EMTD-SSC: An Enhanced Malicious Traffic Detection Model Using Transfer Learning Under Small Sample Conditions in IoT

In the Internet of Things (IoT) scenario, the device diversity and data sparsity present a significant challenge for malicious traffic detection, notably the "small sample problem" where insufficient data hampers the performance of the deep learning methods that depend on large volumes of labeled data for training. Transfer learning (TL) has the capability to transfer knowledge from a label-rich but heterogeneous domain to a label-sparse domain, making it a powerful tool for addressing challenges in IoT malicious traffic detection. To address these challenges, we introduce the EMTD-SSC model, a novel enhanced malicious traffic detection model that leverages TL under small sample conditions in IoT environments. Initially, our approach includes a comprehensive labeled data set that merges a small-scale IoT intrusion detection domain with the traditional intrusion detection domain to enrich semantic information transfer from the source to target domains. The EMTD-SSC model employs dual residual convolutional autoencoders for robust feature extraction and transfer, incorporating skip connections to expedite the model convergence and minimize information loss.

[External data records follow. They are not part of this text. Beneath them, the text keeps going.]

use std::any::Any;
use std::process::ExitCode;

use crate::cli::{EnrollArgs, OutputMode};
use crate::commands::CommandHandler;
use crate::enroll::{self, EnrollOutcome};
use crate::errors::AppResult;
use crate::output::render_enroll;

type RunFn = dyn Fn(&EnrollArgs, OutputMode) -> AppResult<EnrollOutcome> + Send + Sync;
type RenderFn = dyn Fn(&EnrollOutcome, OutputMode, bool) -> AppResult<()> + Send + Sync;

pub struct EnrollHandler {
    args: EnrollArgs,
    run: Box<RunFn>,
    render: Box<RenderFn>,
}

impl EnrollHandler {
    pub fn new(args: EnrollArgs) -> Self {
        Self::with_dependencies(args, enroll::run_enroll, render_enroll)
    }

    pub fn with_dependencies(
        args: EnrollArgs,
        run: impl Fn(&EnrollArgs, OutputMode) -> AppResult<EnrollOutcome> + Send + Sync + 'static,
        render: impl Fn(&EnrollOutcome, OutputMode, bool) -> AppResult<()> + Send + Sync + 'static,
    ) -> Self {
        Self {
            args,
            run: Box::new(run),
            render: Box::new(render),
        }
    }

    pub fn args(&self) -> &EnrollArgs {
        &self.args
    }
}

impl CommandHandler for EnrollHandler {
    fn execute(&self, mode: OutputMode, verbose: bool) -> AppResult<ExitCode> {
        let outcome = (self.run)(&self.args, mode)?;
        (self.render)(&outcome, mode, verbose)?;
        Ok(ExitCode::SUCCESS)
    }

    fn as_any(&self) -> &dyn Any {
        self
    }
}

Furthermore, to optimize transfer efficiency, we minimize the multilayer multi kernel maximum mean discrepancy (MLMK-MMD) across corresponding network layers, facilitating effective domain adaptation. Through unsupervised training and subsequent fine tuning on the target domain data, the model significantly enhances anomaly detection capabilities. Extensive experiments on the two well-known public data sets demonstrate that the EMTD-SSC model's effectiveness, achieving an impressive 94.8% accuracy in the binary classification tasks.